Start of INFORMATION SUPPLIED

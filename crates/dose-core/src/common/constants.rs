pub const DEFAULT_SAD_MM: f64 = 1000.0;
pub const DEFAULT_FIELD_SIZE_MM: f64 = 100.0;

/// Input floors that keep control-point and ray-step counts bounded.
pub const MIN_ARC_SPACING_DEG: f64 = 0.1;
pub const MIN_RESOLUTION_MM: f64 = 0.01;

/// Relative electron density below which a sample counts as outside the body.
pub const BODY_DENSITY_THRESHOLD: f64 = 0.1;

/// Guard for divisions by depths, distances and reference doses.
pub const EPSILON: f64 = 1.0e-9;

pub const REFERENCE_ENERGY_MV: f64 = 6.0;

pub const DEFAULT_KERNEL_SIZE: usize = 15;
pub const DEFAULT_CONVOLUTION_STRIDE: usize = 2;
pub const DEFAULT_MAX_ITERATIONS: usize = 200;
pub const DEFAULT_CONVERGENCE_EPSILON: f64 = 1.0e-4;
pub const DEFAULT_NUM_PARTICLES: usize = 100_000;
pub const DEFAULT_SEED: u64 = 12_345;
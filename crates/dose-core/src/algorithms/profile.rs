use crate::domain::{BeamSpec, FieldAperture};
use crate::geometry::FieldPoint;
use crate::numerics::blurred_box;

/// Penumbra width `sigma0 + growth * depth`, in mm at the isocenter plane.
#[derive(Debug, Clone, Copy, PartialEq)]
pub struct PenumbraModel {
    pub sigma0_mm: f64,
    pub growth_per_mm: f64,
}

impl PenumbraModel {
    pub fn for_energy(energy_mv: f64) -> Self {
        if energy_mv <= 6.0 {
            Self {
                sigma0_mm: 3.0,
                growth_per_mm: 0.02,
            }
        } else if energy_mv <= 10.0 {
            Self {
                sigma0_mm: 3.5,
                growth_per_mm: 0.022,
            }
        } else {
            Self {
                sigma0_mm: 4.0,
                growth_per_mm: 0.025,
            }
        }
    }

    pub fn sigma(&self, depth_mm: f64) -> f64 {
        self.sigma0_mm + self.growth_per_mm * depth_mm.max(0.0)
    }
}

/// Off-axis factor for a point: blurred aperture times wedge transmission.
pub fn lateral_profile(
    beam: &BeamSpec,
    penumbra: &PenumbraModel,
    field: &FieldPoint,
    depth_mm: f64,
) -> f64 {
    if field.axial <= 0.0 {
        return 0.0;
    }
    let (u, v) = field.at_isocenter_plane(beam.sad_mm());
    let sigma = penumbra.sigma(depth_mm);
    aperture_profile(beam.aperture(), u, v, sigma) * beam.fluence_modifier(u, v)
}

pub fn aperture_profile(aperture: &FieldAperture, u: f64, v: f64, sigma: f64) -> f64 {
    let (v_min, v_max) = aperture.v_extent();
    let Some((left, right)) = aperture.edges_at(v.clamp(v_min, v_max)) else {
        return 0.0;
    };
    blurred_box(u, left, right, sigma) * blurred_box(v, v_min, v_max, sigma)
}
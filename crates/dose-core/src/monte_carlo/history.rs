//! Photon histories for one worker share.

use super::tally::{WorkerShare, WorkerTally};
use crate::domain::{BeamSpec, FieldAperture, Grid3};
use crate::geometry::{BeamFrame, Vec3, VoxelFrame, add, cross, normalize, scale, sub};
use rand::{Rng, SeedableRng};
use rand_pcg::Pcg64Mcg;
use std::f64::consts::PI;

const DIRECTION_JITTER_RAD: f64 = 0.01;
const COMPTON_ANGLE_SIGMA_RAD: f64 = 0.2;
const COMPTON_WEIGHT_FACTOR: f64 = 0.8;
const LOCAL_ABSORPTION_COMPTON: f64 = 0.2;
const WEIGHT_CUTOFF: f64 = 0.05;
const MLC_SAMPLING_ATTEMPTS: usize = 64;

/// Interaction data shared read-only by every worker of a beam.
#[derive(Debug, Clone, Copy)]
pub struct TransportMedium<'a> {
    pub frame: &'a VoxelFrame,
    pub attenuation: &'a Grid3<f64>,
    pub compton: &'a Grid3<f64>,
}

pub fn gaussian(rng: &mut Pcg64Mcg) -> f64 {
    let radius = (-2.0 * (1.0 - rng.r#gen::<f64>()).ln()).sqrt();
    radius * (2.0 * PI * rng.r#gen::<f64>()).cos()
}

/// Any unit vector orthogonal to `direction`.
fn orthogonal(direction: Vec3) -> Vec3 {
    let helper = if direction[0].abs() < 0.9 {
        [1.0, 0.0, 0.0]
    } else {
        [0.0, 1.0, 0.0]
    };
    normalize(cross(direction, helper)).unwrap_or([0.0, 0.0, 1.0])
}

fn deflect(direction: Vec3, polar: f64, azimuth: f64) -> Vec3 {
    let first = orthogonal(direction);
    let second = cross(direction, first);
    let (polar_sin, polar_cos) = polar.sin_cos();
    let (azimuth_sin, azimuth_cos) = azimuth.sin_cos();
    let turned = add(
        scale(direction, polar_cos),
        scale(
            add(scale(first, azimuth_cos), scale(second, azimuth_sin)),
            polar_sin,
        ),
    );
    normalize(turned).unwrap_or(direction)
}

/// Uniform point inside the aperture at the isocenter plane, as `(u, v)`.
fn sample_aperture(aperture: &FieldAperture, rng: &mut Pcg64Mcg) -> Option<(f64, f64)> {
    let (u_min, u_max) = aperture.u_extent();
    let (v_min, v_max) = aperture.v_extent();
    let draw = |rng: &mut Pcg64Mcg| {
        (
            u_min + (u_max - u_min) * rng.r#gen::<f64>(),
            v_min + (v_max - v_min) * rng.r#gen::<f64>(),
        )
    };
    match aperture {
        FieldAperture::Rectangular { .. } => Some(draw(rng)),
        FieldAperture::Mlc(_) => (0..MLC_SAMPLING_ATTEMPTS)
            .map(|_| draw(rng))
            .find(|(u, v)| aperture.contains(*u, *v)),
    }
}

/// Distance along `direction` to the nearest face of `voxel`.
fn distance_to_boundary(frame: &VoxelFrame, voxel: [usize; 3], position: Vec3, direction: Vec3) -> f64 {
    let mut distance = f64::INFINITY;
    for axis in 0..3 {
        let centre = frame.origin[axis] + voxel[axis] as f64 * frame.spacing[axis];
        let face = if direction[axis] > 1.0e-15 {
            centre + 0.5 * frame.spacing[axis]
        } else if direction[axis] < -1.0e-15 {
            centre - 0.5 * frame.spacing[axis]
        } else {
            continue;
        };
        distance = distance.min(((face - position[axis]) / direction[axis]).max(0.0));
    }
    distance
}

struct HistoryScratch {
    score: Vec<f64>,
    touched: Vec<usize>,
}

impl HistoryScratch {
    fn deposit(&mut self, flat: usize, energy: f64) {
        if energy <= 0.0 {
            return;
        }
        if self.score[flat] == 0.0 {
            self.touched.push(flat);
        }
        self.score[flat] += energy;
    }

    fn flush(&mut self, tally: &mut WorkerTally) {
        for flat in self.touched.drain(..) {
            let score = self.score[flat];
            tally.sum[flat] += score;
            tally.sum_sq[flat] += score * score;
            self.score[flat] = 0.0;
        }
    }
}

/// Simulates every history of `share` with its own random stream.
pub fn simulate_share(
    medium: &TransportMedium<'_>,
    beam: &BeamSpec,
    beam_frame: &BeamFrame,
    share: WorkerShare,
) -> WorkerTally {
    let len = medium.attenuation.len();
    let mut rng = Pcg64Mcg::seed_from_u64(share.seed);
    let mut tally = WorkerTally::new(share.worker_index, len);
    let mut scratch = HistoryScratch {
        score: vec![0.0; len],
        touched: Vec::new(),
    };
    let shape = medium.frame.shape;
    let max_steps = 64 * (shape[0] + shape[1] + shape[2]);
    let nudge = 1.0e-6 * medium.frame.min_spacing();

    for _ in 0..share.histories {
        tally.histories += 1;
        let Some((u, v)) = sample_aperture(beam.aperture(), &mut rng) else {
            continue;
        };
        let target = beam_frame.isocenter_plane_point(u, v);
        let Some(aimed) = normalize(sub(target, beam_frame.source)) else {
            continue;
        };
        let jitter_u = DIRECTION_JITTER_RAD * gaussian(&mut rng);
        let jitter_v = DIRECTION_JITTER_RAD * gaussian(&mut rng);
        let Some(mut direction) = normalize(add(
            aimed,
            add(
                scale(beam_frame.u_axis, jitter_u),
                scale(beam_frame.v_axis, jitter_v),
            ),
        )) else {
            continue;
        };
        let Some((enter, _)) = medium.frame.ray_box(beam_frame.source, direction) else {
            continue;
        };
        let mut position = add(beam_frame.source, scale(direction, enter.max(0.0) + nudge));
        let mut weight = beam.fluence_modifier(u, v);

        for _ in 0..max_steps {
            if weight < WEIGHT_CUTOFF {
                break;
            }
            let Some(voxel) = medium.frame.voxel_containing(position) else {
                break;
            };
            let flat = medium.attenuation.flat_index(voxel);
            let step = distance_to_boundary(medium.frame, voxel, position, direction) + nudge;
            let mu = medium.attenuation.as_slice()[flat];
            let compton = medium.compton.as_slice()[flat];
            let interaction = 1.0 - (-mu * step).exp();
            scratch.deposit(
                flat,
                weight * interaction * (1.0 - compton + LOCAL_ABSORPTION_COMPTON * compton),
            );
            position = add(position, scale(direction, step));

            if rng.r#gen::<f64>() < interaction {
                if rng.r#gen::<f64>() < compton {
                    weight *= COMPTON_WEIGHT_FACTOR;
                    let polar = COMPTON_ANGLE_SIGMA_RAD * gaussian(&mut rng);
                    let azimuth = 2.0 * PI * rng.r#gen::<f64>();
                    direction = deflect(direction, polar, azimuth);
                } else {
                    break;
                }
            }
        }
        scratch.flush(&mut tally);
    }
    tally
}
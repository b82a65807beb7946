use serde_json::Value;
use std::fs;
use std::path::Path;
use std::process::{Command, Output};
use tempfile::TempDir;

const PHANTOM_PLAN: &str = r#"
{
  "volume": {
    "phantom": {
      "shape": [10, 16, 10],
      "spacing": [4, 3, 4],
      "hu": 0,
      "inserts": [{ "box": [0, 10, 10, 13, 0, 10], "hu": -700 }]
    }
  },
  "beams": [
    { "id": "ap", "energy": 6, "gantry_angle": 0 },
    { "id": "lat", "energy": 6, "gantry_angle": 90, "weight": 0.5 }
  ],
  "structures": [{ "name": "ptv", "boxes": [[3, 7, 4, 8, 3, 7]] }]
}
"#;

fn write_file(path: &Path, content: &str) {
    if let Some(parent) = path.parent() {
        fs::create_dir_all(parent).expect("parent dirs should be created");
    }
    fs::write(path, content).expect("file should be written");
}

fn run(args: &[&str]) -> Output {
    Command::new(env!("CARGO_BIN_EXE_dose-engine"))
        .args(args)
        .env("RUST_LOG", "error")
        .output()
        .expect("binary should run")
}

fn stdout_json(output: &Output) -> Value {
    assert!(
        output.status.success(),
        "command should succeed, stderr: {}",
        String::from_utf8_lossy(&output.stderr)
    );
    serde_json::from_slice(&output.stdout).expect("stdout should be JSON")
}

fn calculate(plan: &Path, archive: &Path, extra: &[&str]) -> Output {
    let plan = plan.to_str().expect("utf-8 path");
    let archive = archive.to_str().expect("utf-8 path");
    let mut args = vec!["calculate", "--plan", plan, "--output", archive];
    args.extend_from_slice(extra);
    run(&args)
}

#[test]
fn calculate_then_inspect_round_trips_the_archive() {
    let temp = TempDir::new().expect("tempdir should be created");
    let plan = temp.path().join("plan.json");
    let archive = temp.path().join("out/dose.dgz");
    write_file(&plan, PHANTOM_PLAN);
    fs::create_dir_all(temp.path().join("out")).expect("output dir");

    let summary = stdout_json(&calculate(&plan, &archive, &["--serial"]));
    assert_eq!(summary["algorithm"], "pencil_beam");
    assert_eq!(summary["backend"], "serial");
    assert_eq!(summary["execution_mode"], "serial");
    assert_eq!(summary["beams"], 2);
    assert_eq!(summary["shape"], serde_json::json!([10, 16, 10]));
    let max_dose = summary["max_dose"].as_f64().expect("max dose");
    assert!(max_dose > 0.0);
    assert!(archive.exists(), "archive should be written");

    let archive_arg = archive.to_str().expect("utf-8 path");
    let inspected = stdout_json(&run(&["inspect", "--archive", archive_arg]));
    assert_eq!(inspected["metadata"]["algorithm"], "pencil_beam");
    assert_eq!(inspected["metadata"]["shape"], serde_json::json!([10, 16, 10]));
    assert_eq!(inspected["metadata"]["spacing"], serde_json::json!([4.0, 3.0, 4.0]));
    assert_eq!(inspected["statistics"]["max"].as_f64(), Some(max_dose));
    assert!(inspected["statistics"]["nonzero_voxels"].as_u64().expect("count") > 0);
}

#[test]
fn algorithm_flag_and_options_file_override_the_plan() {
    let temp = TempDir::new().expect("tempdir should be created");
    let plan = temp.path().join("plan.json");
    let options = temp.path().join("options.json");
    let archive = temp.path().join("dose.dgz");
    write_file(&plan, PHANTOM_PLAN);
    write_file(
        &options,
        r#"{ "convolution": { "kernel_size": 5 },
             "normalization": { "mode": "mean", "structure": "ptv", "value": 2.0 } }"#,
    );

    let output = calculate(
        &plan,
        &archive,
        &[
            "--algorithm",
            "collapsed-cone",
            "--options",
            options.to_str().expect("utf-8 path"),
        ],
    );
    let summary = stdout_json(&output);
    assert_eq!(summary["algorithm"], "convolution");
    assert_eq!(summary["normalized"], true);

    let archive_arg = archive.to_str().expect("utf-8 path");
    let inspected = stdout_json(&run(&["inspect", "--archive", archive_arg]));
    assert_eq!(inspected["metadata"]["options"]["convolution"]["kernel_size"], 5);
    assert_eq!(
        inspected["metadata"]["options"]["normalization"]["structure"],
        "ptv"
    );
}

#[test]
fn raw_volumes_are_read_relative_to_the_plan() {
    let temp = TempDir::new().expect("tempdir should be created");
    let mut bytes = Vec::new();
    for index in 0..(6 * 8 * 6) {
        let j = (index / 6) % 8;
        let hu: i16 = if j < 2 { -1000 } else { 0 };
        bytes.extend_from_slice(&hu.to_le_bytes());
    }
    fs::write(temp.path().join("ct.raw"), bytes).expect("raw volume");
    let plan = temp.path().join("plan.json");
    write_file(
        &plan,
        r#"{
          "volume": { "raw": { "path": "ct.raw", "shape": [6, 8, 6], "spacing": [5, 5, 5], "dtype": "i16" } },
          "beams": [{ "id": "ap", "energy": 10, "gantry_angle": 0 }],
          "algorithm": "grid_based"
        }"#,
    );

    let summary = stdout_json(&calculate(&plan, &temp.path().join("dose.dgz"), &[]));
    assert_eq!(summary["algorithm"], "grid_tracer");
    assert_eq!(summary["shape"], serde_json::json!([6, 8, 6]));
}

#[test]
fn failures_report_a_diagnostic_and_category_exit_code() {
    let temp = TempDir::new().expect("tempdir should be created");
    let plan = temp.path().join("plan.json");
    let archive = temp.path().join("dose.dgz");
    write_file(&plan, PHANTOM_PLAN);

    let output = calculate(&plan, &archive, &["--algorithm", "voodoo"]);
    assert_eq!(output.status.code(), Some(2));
    let stderr = String::from_utf8_lossy(&output.stderr);
    assert!(stderr.contains("ERROR: [INPUT.UNKNOWN_ALGORITHM]"), "{stderr}");
    assert!(stderr.contains("FATAL EXIT CODE: 2"), "{stderr}");
    assert!(!archive.exists());

    let output = calculate(&temp.path().join("missing.json"), &archive, &[]);
    assert_eq!(output.status.code(), Some(3));
    assert!(String::from_utf8_lossy(&output.stderr).contains("[IO.PLAN_READ]"));

    write_file(
        &plan,
        r#"{ "volume": { "phantom": { "shape": [4, 4, 4], "spacing": [1, 1, 1] } }, "beams": [] }"#,
    );
    let output = calculate(&plan, &archive, &[]);
    assert_eq!(output.status.code(), Some(4));
    assert!(String::from_utf8_lossy(&output.stderr).contains("[RUN.NO_BEAMS]"));

    let output = run(&["calculate"]);
    assert_eq!(output.status.code(), Some(2));
    assert!(String::from_utf8_lossy(&output.stderr).contains("[INPUT.CLI_USAGE]"));
}

#[test]
fn algorithms_command_lists_every_name() {
    let output = run(&["algorithms"]);
    assert!(output.status.success());
    let stdout = String::from_utf8_lossy(&output.stdout);
    let lines: Vec<&str> = stdout.lines().collect();
    assert_eq!(lines.len(), 5);
    for name in [
        "pencil_beam",
        "convolution",
        "transport",
        "grid_tracer",
        "monte_carlo",
    ] {
        assert!(
            lines.iter().any(|line| line.starts_with(name)),
            "missing {name}"
        );
    }
    assert!(stdout.contains("acuros_xb"));
}
pub mod beam;
pub mod errors;
pub mod grid;
pub mod warnings;

pub use beam::{
    ArcDirection, ArcRecord, ArcSpec, BeamRecord, BeamSpec, FieldAperture, MlcAperture,
    RadiationType, WedgeOrientation, WedgeSpec, wrap_degrees,
};
pub use errors::{DoseError, DoseErrorCategory, DoseResult, ExitStatus};
pub use grid::{DoseGrid, Grid3, StructureMask, VolumeGrid, VolumeKind, validate_spacing};
pub use warnings::NumericalWarning;

use serde::{Deserialize, Serialize};
use std::fmt::{Display, Formatter};

#[derive(Debug, Clone, Copy, PartialEq, Eq, Hash, Default, Serialize, Deserialize)]
#[serde(rename_all = "snake_case")]
pub enum ExecutionMode {
    #[default]
    Serial,
    Parallel,
}

impl ExecutionMode {
    pub const fn as_str(self) -> &'static str {
        match self {
            Self::Serial => "serial",
            Self::Parallel => "parallel",
        }
    }
}

impl Display for ExecutionMode {
    fn fmt(&self, f: &mut Formatter<'_>) -> std::fmt::Result {
        f.write_str((*self).as_str())
    }
}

End of INFORMATION SUPPLIED

● DIRECTIONS
Pull every line containing "target" out of the data above.

● ANSWER FOR THE TASK
        let target = beam_frame.isocenter_plane_point(u, v);
        let Some(aimed) = normalize(sub(target, beam_frame.source)) else {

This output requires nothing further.